The most important step in deciding what price is "fair" is valuation. Say you have a model based on P:E or P:S or w/e, depending on which method you think is the most predictive. I'm gonna do a very barebone P:E analysis for TSLA. Assuming 50% CAGR and 12% net margin and 40 P:E, here's what I have for 2021-2030. Numbers are in Billions. I can come up with future market cap for each year. But these are future market caps. We surely don't wanna wait till 2030 to say TSLA is worth $10T. There's no money to be made in that. So we have to pick a year that we're comfortable with. Say I'm very bullish on TSLA and I believe TSLA will continue to grow by 50% a year till 2026. Meanwhile, someone more conservative is going to say 2023 is all I'm willing to bet on. So if its value is going to be $2T in 2026, what value am I going to put on it now? To answer this, I need to use the Discount Rate. This DR is the minimum rate of return I'll accept for TSLA. Note that this is not the same as the insane return we've been seeing and expect to see going forward. Discount Rate is the bare minimum, considering the business risk profile. In other words, if TSLA is just another company, not the hidden gem we know, and it's only part of a diversified portfolio, what kind of return am I willing to accept putting money in it? Naturally, if I understand the business well, I'm gonna have higher risk tolerance than someone who is more bearish. The more risk tolerant I am, the lower the return I'm willing to accept. The lower the return, the higher the price I am willing to pay for the stock today. Even if we agree on the discount rate, the further out I choose to look, the higher the price I'm willing to pay. So price can go higher if someone is willing to look further out or accept higher risks or both, and vice versa.It's not a matter of "when it's fair", it's a matter of how much people are willing to believe it will happen. This is why I consider TSLA under-valued right now. Because I think an exceptional outcome is much more likely than people are willing to pay for right now. But, if things keep going how they have been going, those people will never get a piece of this growing revenue stream.

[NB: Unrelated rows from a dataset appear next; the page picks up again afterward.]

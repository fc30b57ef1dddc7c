#![cfg(target_arch = "wasm32")]

use std::cell::RefCell;
use std::rc::{Rc, Weak};

use js_sys::{Array, Promise, Uint8Array};
use log::{error, info, warn};
use wasm_bindgen::prelude::*;
use wasm_bindgen::JsCast;
use wasm_bindgen_futures::{spawn_local, JsFuture};
use web_sys::{HtmlCanvasElement, Response};

use crate::app::{Application, ErrorReporter, ViewerConfig};
use crate::geometry::BuiltinGeometry;
use crate::logging::{init_logging, LoggingConfig};
use crate::render::texture::decode_image;
use crate::render::{
    ImageFetcher, LoadQueue, RenderError, ShaderSources, ShadingAlgorithm, TextureId, TextureLoad,
    WgpuBackend,
};
use crate::scene::SceneDescription;

type SharedApp = Rc<RefCell<Application<WgpuBackend>>>;

#[wasm_bindgen(start)]
pub fn start() {
    init_logging(LoggingConfig::default());
}

/// Viewer bound to a canvas element.
#[wasm_bindgen]
pub struct ShadeApp {
    inner: SharedApp,
    image_base_url: String,
}

#[wasm_bindgen]
impl ShadeApp {
    /// Creates the GPU context on `canvas_id`, fetches the ten shader
    /// sources from `shader_base_url` and renders the first frame.
    pub async fn create(
        canvas_id: String,
        shader_base_url: String,
        image_base_url: String,
    ) -> Result<ShadeApp, JsValue> {
        let reporter = AlertReporter;
        let window = web_sys::window().ok_or_else(|| JsValue::from_str("window not available"))?;
        let canvas = window
            .document()
            .ok_or_else(|| JsValue::from_str("document not available"))?
            .get_element_by_id(&canvas_id)
            .ok_or_else(|| JsValue::from_str("canvas element not found"))?
            .dyn_into::<HtmlCanvasElement>()
            .map_err(|_| JsValue::from_str("element is not a canvas"))?;

        let config = ViewerConfig {
            width: canvas.width().max(1),
            height: canvas.height().max(1),
            ..ViewerConfig::default()
        };
        let backend = match WgpuBackend::new(
            wgpu::SurfaceTarget::Canvas(canvas),
            config.width,
            config.height,
        )
        .await
        {
            Ok(backend) => backend,
            Err(err) => {
                reporter.alert(&err.to_string());
                return Err(to_js(err));
            }
        };

        let sources = fetch_shader_sources(&window, &shader_base_url)
            .await
            .map_err(|err| {
                error!("initialization aborted: {err}");
                to_js(err)
            })?;

        let app = Application::initialize(
            backend,
            config,
            &sources,
            &BuiltinGeometry::default(),
            &reporter,
        )
        .map_err(to_js)?;
        info!("viewer ready on #{canvas_id}");

        Ok(Self {
            inner: Rc::new(RefCell::new(app)),
            image_base_url,
        })
    }

    /// Parses a scene file and replaces the current scene with it.
    pub fn load_scene(&self, xml: &str) -> Result<(), JsValue> {
        let description = SceneDescription::from_xml(xml)
            .map_err(|err| JsValue::from_str(&format!("failed to parse scene XML: {err:#}")))?;
        let fetcher = BrowserImageFetcher {
            base_url: self.image_base_url.clone(),
            app: Rc::downgrade(&self.inner),
        };
        self.inner
            .borrow_mut()
            .load_scene(&description, &fetcher)
            .map_err(to_js)
    }

    /// Switches between `"gouraud"` and `"phong"` shading.
    pub fn set_shading_algorithm(&self, algorithm: &str) -> Result<(), JsValue> {
        let algorithm: ShadingAlgorithm = algorithm
            .parse()
            .map_err(|err: anyhow::Error| JsValue::from_str(&err.to_string()))?;
        self.inner
            .borrow_mut()
            .set_shading_algorithm(algorithm)
            .map_err(to_js)
    }

    pub fn resize(&self, width: u32, height: u32) -> Result<(), JsValue> {
        self.inner.borrow_mut().resize(width, height).map_err(to_js)
    }

    pub fn render(&self) -> Result<(), JsValue> {
        self.inner.borrow_mut().render().map_err(to_js)
    }
}

/// Shows user-visible failures with `window.alert`.
struct AlertReporter;

impl ErrorReporter for AlertReporter {
    fn alert(&self, message: &str) {
        error!("{message}");
        if let Some(window) = web_sys::window() {
            let _ = window.alert_with_message(message);
        }
    }
}

/// Fetches images over HTTP and re-renders the viewer as each one lands.
struct BrowserImageFetcher {
    base_url: String,
    app: Weak<RefCell<Application<WgpuBackend>>>,
}

impl ImageFetcher for BrowserImageFetcher {
    fn fetch(&self, url: &str, texture: TextureId, queue: LoadQueue) {
        let location = join_url(&self.base_url, url);
        let url = url.to_string();
        let app = Weak::clone(&self.app);
        spawn_local(async move {
            let result = fetch_bytes(&location)
                .await
                .and_then(|bytes| decode_image(&bytes));
            queue.push(TextureLoad {
                texture,
                url,
                result,
            });
            let Some(app) = app.upgrade() else {
                return;
            };
            // Loads finishing while the viewer is busy are applied on the next completion.
            let Ok(mut app) = app.try_borrow_mut() else {
                return;
            };
            if let Err(err) = app.process_texture_loads() {
                warn!("failed to render after texture load: {err}");
            }
        });
    }
}

/// Issues every shader request at once and succeeds only if all of them do.
async fn fetch_shader_sources(
    window: &web_sys::Window,
    base_url: &str,
) -> Result<ShaderSources, RenderError> {
    let names: Vec<String> = ShaderSources::files()
        .map(|(variant, stage)| ShaderSources::file_name(variant, stage))
        .collect();
    let requests: Array = names
        .iter()
        .map(|name| window.fetch_with_str(&join_url(base_url, name)))
        .collect();
    let responses = JsFuture::from(Promise::all(&requests))
        .await
        .map_err(|err| RenderError::ResourceFetch {
            name: "shader sources".to_string(),
            reason: describe(&err),
        })?;
    let responses: Array = responses.unchecked_into();

    let mut texts = Vec::with_capacity(names.len());
    for (name, response) in names.iter().zip(responses.iter()) {
        texts.push(response_text(name, response));
    }
    let mut sources = Vec::with_capacity(texts.len());
    for (name, text) in names.iter().zip(texts) {
        let source = match text {
            Ok(promise) => JsFuture::from(promise)
                .await
                .map_err(|err| fetch_failure(name, &err))
                .and_then(|value| {
                    value.as_string().ok_or_else(|| RenderError::ResourceFetch {
                        name: name.clone(),
                        reason: "response body is not text".to_string(),
                    })
                }),
            Err(err) => Err(err),
        };
        sources.push(source);
    }
    ShaderSources::try_collect(sources)
}

fn response_text(name: &str, response: JsValue) -> Result<Promise, RenderError> {
    let response: Response = response
        .dyn_into()
        .map_err(|value| fetch_failure(name, &value))?;
    if !response.ok() {
        return Err(RenderError::ResourceFetch {
            name: name.to_string(),
            reason: format!("HTTP {}", response.status()),
        });
    }
    response.text().map_err(|err| fetch_failure(name, &err))
}

async fn fetch_bytes(location: &str) -> Result<Vec<u8>, String> {
    let window = web_sys::window().ok_or_else(|| "window not available".to_string())?;
    let response = JsFuture::from(window.fetch_with_str(location))
        .await
        .map_err(|err| describe(&err))?;
    let response: Response = response.dyn_into().map_err(|value| describe(&value))?;
    if !response.ok() {
        return Err(format!("{location}: HTTP {}", response.status()));
    }
    let buffer = JsFuture::from(response.array_buffer().map_err(|err| describe(&err))?)
        .await
        .map_err(|err| describe(&err))?;
    Ok(Uint8Array::new(&buffer).to_vec())
}

fn join_url(base: &str, name: &str) -> String {
    if base.is_empty() {
        name.to_string()
    } else {
        format!("{}/{}", base.trim_end_matches('/'), name)
    }
}

fn fetch_failure(name: &str, err: &JsValue) -> RenderError {
    RenderError::ResourceFetch {
        name: name.to_string(),
        reason: describe(err),
    }
}

fn describe(value: &JsValue) -> String {
    value.as_string().unwrap_or_else(|| format!("{value:?}"))
}

fn to_js(err: RenderError) -> JsValue {
    JsValue::from_str(&err.to_string())
}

Fairness has nothing to do with it.
This is why we on this forum keep saying $1400 is cheap while some ignorant Twitter bears don't even want to pay $400 for this stock. All they see is risks. All we see is opportunities.

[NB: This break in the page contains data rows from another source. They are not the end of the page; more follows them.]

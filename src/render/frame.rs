//! Per-frame draw list construction.

use std::collections::BTreeMap;

use glam::{Mat4, Vec3};
use log::debug;

use super::backend::{DrawCall, Frame, RenderBackend, TextureBinding, TEXTURE_UNIT};
use super::error::RenderError;
use super::shaders::{ShaderRegistry, ShaderVariant, ShadingAlgorithm};
use super::uniforms::{EmissiveUniforms, LitUniforms, UniformBlock, MAX_POINT_LIGHTS};
use crate::geometry::GeometryProvider;
use crate::scene::{Camera, Model, PrimitiveKind, Scene};

/// Uniform scale of the emissive sphere drawn at each point light.
pub const LIGHT_MARKER_SCALE: f32 = 0.1;

pub const DEFAULT_CLEAR_COLOR: [f32; 4] = [0.8, 0.8, 0.8, 1.0];

/// Projection and view transforms shared by every draw of a frame.
#[derive(Debug, Clone, Copy, PartialEq)]
pub struct FrameMatrices {
    pub projection: Mat4,
    pub view: Mat4,
}

impl FrameMatrices {
    pub fn new(projection: Mat4, camera: &Camera) -> Self {
        Self {
            projection,
            view: view_matrix(camera),
        }
    }

    pub fn set_camera(&mut self, camera: &Camera) {
        self.view = view_matrix(camera);
    }
}

/// Right-handed perspective projection with a `[0, 1]` depth range.
pub fn projection_matrix(fov_degrees: f32, width: u32, height: u32, near: f32, far: f32) -> Mat4 {
    let aspect = width.max(1) as f32 / height.max(1) as f32;
    Mat4::perspective_rh(fov_degrees.to_radians(), aspect, near, far)
}

pub fn view_matrix(camera: &Camera) -> Mat4 {
    Mat4::look_at_rh(camera.position, camera.position + camera.direction, camera.up)
}

/// Scales about the origin first, then translates to `center`.
pub fn model_matrix(center: Vec3, size: Vec3) -> Mat4 {
    Mat4::from_translation(center) * Mat4::from_scale(size)
}

/// Index counts of the vertex arrays uploaded to the backend.
#[derive(Debug, Clone, Default, PartialEq, Eq)]
pub struct VertexArrays {
    index_counts: BTreeMap<PrimitiveKind, u32>,
}

impl VertexArrays {
    /// Builds and uploads one vertex array per primitive kind.
    pub fn upload<B: RenderBackend + ?Sized>(
        backend: &mut B,
        geometry: &dyn GeometryProvider,
    ) -> Result<Self, RenderError> {
        let mut index_counts = BTreeMap::new();
        for kind in PrimitiveKind::ALL {
            let mesh = geometry.build(kind);
            backend.upload_mesh(kind, &mesh)?;
            debug!(
                "uploaded {kind}: {} vertices, {} indices",
                mesh.vertices.len(),
                mesh.face_index_count()
            );
            index_counts.insert(kind, mesh.face_index_count());
        }
        Ok(Self { index_counts })
    }

    pub fn index_count(&self, kind: PrimitiveKind) -> Option<u32> {
        self.index_counts.get(&kind).copied()
    }
}

/// Turns a scene into the ordered draw list for one frame.
#[derive(Debug, Clone, Copy)]
pub struct FrameRenderer {
    pub clear_color: [f32; 4],
}

impl Default for FrameRenderer {
    fn default() -> Self {
        Self {
            clear_color: DEFAULT_CLEAR_COLOR,
        }
    }
}

impl FrameRenderer {
    pub fn new(clear_color: [f32; 4]) -> Self {
        Self { clear_color }
    }

    /// Models in scene order, then one emissive marker per point light.
    /// Variants without a linked program and primitives without a vertex
    /// array produce no draw.
    pub fn build(
        &self,
        scene: &Scene,
        matrices: &FrameMatrices,
        algorithm: ShadingAlgorithm,
        registry: &ShaderRegistry,
        arrays: &VertexArrays,
    ) -> Result<Frame, RenderError> {
        let lights = &scene.light.point_lights;
        if lights.len() > MAX_POINT_LIGHTS {
            return Err(RenderError::TooManyLights {
                count: lights.len(),
            });
        }

        let mut frame = Frame::new(self.clear_color);
        for model in &scene.models {
            let variant = ShaderVariant::lit(algorithm, model.shader());
            if !registry.is_ready(variant) {
                continue;
            }
            let Some(index_count) = arrays.index_count(model.kind) else {
                continue;
            };
            frame.draws.push(lit_draw(scene, model, matrices, variant, index_count));
        }

        if registry.is_ready(ShaderVariant::Emissive) {
            if let Some(index_count) = arrays.index_count(PrimitiveKind::Sphere) {
                for light in lights {
                    let model = model_matrix(light.position, Vec3::splat(LIGHT_MARKER_SCALE));
                    frame.draws.push(DrawCall {
                        variant: ShaderVariant::Emissive,
                        primitive: PrimitiveKind::Sphere,
                        index_count,
                        uniforms: UniformBlock::Emissive(EmissiveUniforms::new(
                            matrices.projection,
                            matrices.view,
                            model,
                            light.color,
                        )),
                        texture: None,
                    });
                }
            }
        }
        Ok(frame)
    }

    /// Builds the frame and submits it.
    pub fn render<B: RenderBackend + ?Sized>(
        &self,
        backend: &mut B,
        scene: &Scene,
        matrices: &FrameMatrices,
        algorithm: ShadingAlgorithm,
        registry: &ShaderRegistry,
        arrays: &VertexArrays,
    ) -> Result<(), RenderError> {
        let frame = self.build(scene, matrices, algorithm, registry, arrays)?;
        backend.submit(&frame)
    }
}

fn lit_draw(
    scene: &Scene,
    model: &Model,
    matrices: &FrameMatrices,
    variant: ShaderVariant,
    index_count: u32,
) -> DrawCall {
    let mut uniforms = LitUniforms::new(
        matrices.projection,
        matrices.view,
        model_matrix(model.center, model.size),
    );
    uniforms.set_material(
        model.material.color,
        model.material.specular,
        model.material.shininess,
    );
    uniforms.set_camera_position(scene.camera.position);
    uniforms.set_lights(
        scene.light.ambient,
        scene
            .light
            .point_lights
            .iter()
            .map(|light| (light.position, light.color)),
    );

    let texture = model.texture().map(|texture| {
        uniforms.set_texture_scale(texture.scale);
        TextureBinding {
            unit: TEXTURE_UNIT,
            texture: texture.id,
        }
    });

    DrawCall {
        variant,
        primitive: model.kind,
        index_count,
        uniforms: UniformBlock::Lit(uniforms),
        texture,
    }
}

#[cfg(test)]
mod tests {
    use super::*;
    use crate::app::CollectingReporter;
    use crate::geometry::BuiltinGeometry;
    use crate::render::headless::HeadlessBackend;
    use crate::render::shaders::ShaderSources;
    use crate::render::texture::TextureId;
    use crate::scene::{LightSet, Material, PointLight, Surface, TextureRef};
    use glam::Vec2;

    struct Fixture {
        registry: ShaderRegistry,
        arrays: VertexArrays,
        matrices: FrameMatrices,
    }

    fn fixture() -> Fixture {
        let mut backend = HeadlessBackend::new(640, 480);
        let mut registry = ShaderRegistry::new();
        registry.build_all(&mut backend, &ShaderSources::embedded(), &CollectingReporter::default());
        let arrays = VertexArrays::upload(&mut backend, &BuiltinGeometry::default()).unwrap();
        let matrices = FrameMatrices::new(
            projection_matrix(45.0, 640, 480, 1.0, 50.0),
            &Camera::default(),
        );
        Fixture {
            registry,
            arrays,
            matrices,
        }
    }

    fn model(kind: PrimitiveKind, surface: Surface) -> Model {
        Model {
            kind,
            surface,
            center: Vec3::ZERO,
            size: Vec3::ONE,
            material: Material::default(),
        }
    }

    fn scene_with_lights(count: usize) -> Scene {
        Scene {
            light: LightSet {
                ambient: Vec3::splat(0.1),
                point_lights: (0..count)
                    .map(|i| PointLight {
                        position: Vec3::new(i as f32, 2.0, 0.0),
                        color: Vec3::ONE,
                    })
                    .collect(),
            },
            models: vec![model(PrimitiveKind::Cube, Surface::Color)],
            ..Scene::default()
        }
    }

    fn build(fixture: &Fixture, scene: &Scene, algorithm: ShadingAlgorithm) -> Frame {
        FrameRenderer::default()
            .build(
                scene,
                &fixture.matrices,
                algorithm,
                &fixture.registry,
                &fixture.arrays,
            )
            .unwrap()
    }

    #[test]
    fn model_matrix_translation_ignores_scale() {
        let matrix = model_matrix(Vec3::new(1.0, 2.0, 3.0), Vec3::splat(2.0));
        assert_eq!(matrix.transform_point3(Vec3::ZERO), Vec3::new(1.0, 2.0, 3.0));
        assert_eq!(matrix.transform_point3(Vec3::X), Vec3::new(3.0, 2.0, 3.0));
    }

    #[test]
    fn models_draw_in_order_before_light_markers() {
        let fixture = fixture();
        let mut scene = scene_with_lights(2);
        scene.models.push(model(PrimitiveKind::Plane, Surface::Color));
        let frame = build(&fixture, &scene, ShadingAlgorithm::Gouraud);

        let layout: Vec<_> = frame.draws.iter().map(|d| (d.variant, d.primitive)).collect();
        assert_eq!(
            layout,
            [
                (ShaderVariant::GouraudColor, PrimitiveKind::Cube),
                (ShaderVariant::GouraudColor, PrimitiveKind::Plane),
                (ShaderVariant::Emissive, PrimitiveKind::Sphere),
                (ShaderVariant::Emissive, PrimitiveKind::Sphere),
            ]
        );
        assert_eq!(frame.clear_color, DEFAULT_CLEAR_COLOR);
        assert_eq!(frame.draws[0].index_count, 36);
    }

    #[test]
    fn nums_light_matches_point_light_count() {
        let fixture = fixture();
        for count in 0..=MAX_POINT_LIGHTS {
            let frame = build(&fixture, &scene_with_lights(count), ShadingAlgorithm::Phong);
            match frame.draws[0].uniforms {
                UniformBlock::Lit(block) => assert_eq!(block.nums_light as usize, count),
                UniformBlock::Emissive(_) => panic!("first draw should be lit"),
            }
            assert_eq!(frame.draws_with(ShaderVariant::Emissive).count(), count);
        }
    }

    #[test]
    fn too_many_lights_is_rejected() {
        let fixture = fixture();
        let err = FrameRenderer::default()
            .build(
                &scene_with_lights(MAX_POINT_LIGHTS + 1),
                &fixture.matrices,
                ShadingAlgorithm::Gouraud,
                &fixture.registry,
                &fixture.arrays,
            )
            .unwrap_err();
        assert!(matches!(err, RenderError::TooManyLights { count: 11 }));
    }

    #[test]
    fn texture_binding_only_for_textured_models() {
        let fixture = fixture();
        let mut scene = scene_with_lights(1);
        scene.models.push(model(
            PrimitiveKind::Plane,
            Surface::Texture(TextureRef {
                scale: Vec2::new(4.0, 2.0),
                id: TextureId(3),
            }),
        ));
        let frame = build(&fixture, &scene, ShadingAlgorithm::Gouraud);

        let color = &frame.draws[0];
        assert!(color.texture.is_none());
        let UniformBlock::Lit(block) = color.uniforms else {
            panic!("expected lit uniforms");
        };
        assert_eq!(block.texture_scale, [0.0, 0.0]);

        let textured = &frame.draws[1];
        assert_eq!(textured.variant, ShaderVariant::GouraudTexture);
        assert_eq!(
            textured.texture,
            Some(TextureBinding {
                unit: 0,
                texture: TextureId(3)
            })
        );
        let UniformBlock::Lit(block) = textured.uniforms else {
            panic!("expected lit uniforms");
        };
        assert_eq!(block.texture_scale, [4.0, 2.0]);
    }

    #[test]
    fn light_marker_is_scaled_sphere_at_light() {
        let fixture = fixture();
        let mut scene = scene_with_lights(0);
        scene.models[0].center = Vec3::new(5.0, 5.0, 5.0);
        scene.models[0].size = Vec3::splat(3.0);
        scene.light.point_lights.push(PointLight {
            position: Vec3::ZERO,
            color: Vec3::ONE,
        });
        let frame = build(&fixture, &scene, ShadingAlgorithm::Phong);

        let marker = frame.draws_with(ShaderVariant::Emissive).next().unwrap();
        assert_eq!(
            marker.uniforms.model_matrix(),
            Mat4::from_scale(Vec3::splat(0.1))
        );
        let UniformBlock::Emissive(block) = marker.uniforms else {
            panic!("expected emissive uniforms");
        };
        assert_eq!(block.material_color, [1.0, 1.0, 1.0]);
    }

    #[test]
    fn failed_variant_draws_nothing() {
        let mut backend = HeadlessBackend::new(64, 64);
        backend.fail_link(ShaderVariant::PhongColor);
        let mut registry = ShaderRegistry::new();
        let reporter = CollectingReporter::default();
        registry.build_all(&mut backend, &ShaderSources::embedded(), &reporter);
        let arrays = VertexArrays::upload(&mut backend, &BuiltinGeometry::default()).unwrap();
        let matrices = FrameMatrices::new(Mat4::IDENTITY, &Camera::default());

        let frame = FrameRenderer::default()
            .build(
                &scene_with_lights(1),
                &matrices,
                ShadingAlgorithm::Phong,
                &registry,
                &arrays,
            )
            .unwrap();
        assert_eq!(frame.draws.len(), 1);
        assert_eq!(frame.draws[0].variant, ShaderVariant::Emissive);
        assert_eq!(reporter.messages().len(), 1);
    }
}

Using 2026 and 10% discount rate, I get the current MC of $1273B
Using 2023 and 10% discount rate, I get the current MC of $502B
Using 2023 and 20% discount rate, I get the current MC of $422B
That's not even taking into consideration the valuation model. Imagine if a bear thinks TSLA has negative growth instead of 50% or that it loses money instead of having 12% net margin. The results will be vastly different.
"Fairness", therefore, is an illusion. One tiny change in the model can easily cut the PT in half or double it. Market sentiment, therefore, is everything. Is it a believer or a skeptic? How bullish is it? We don't know.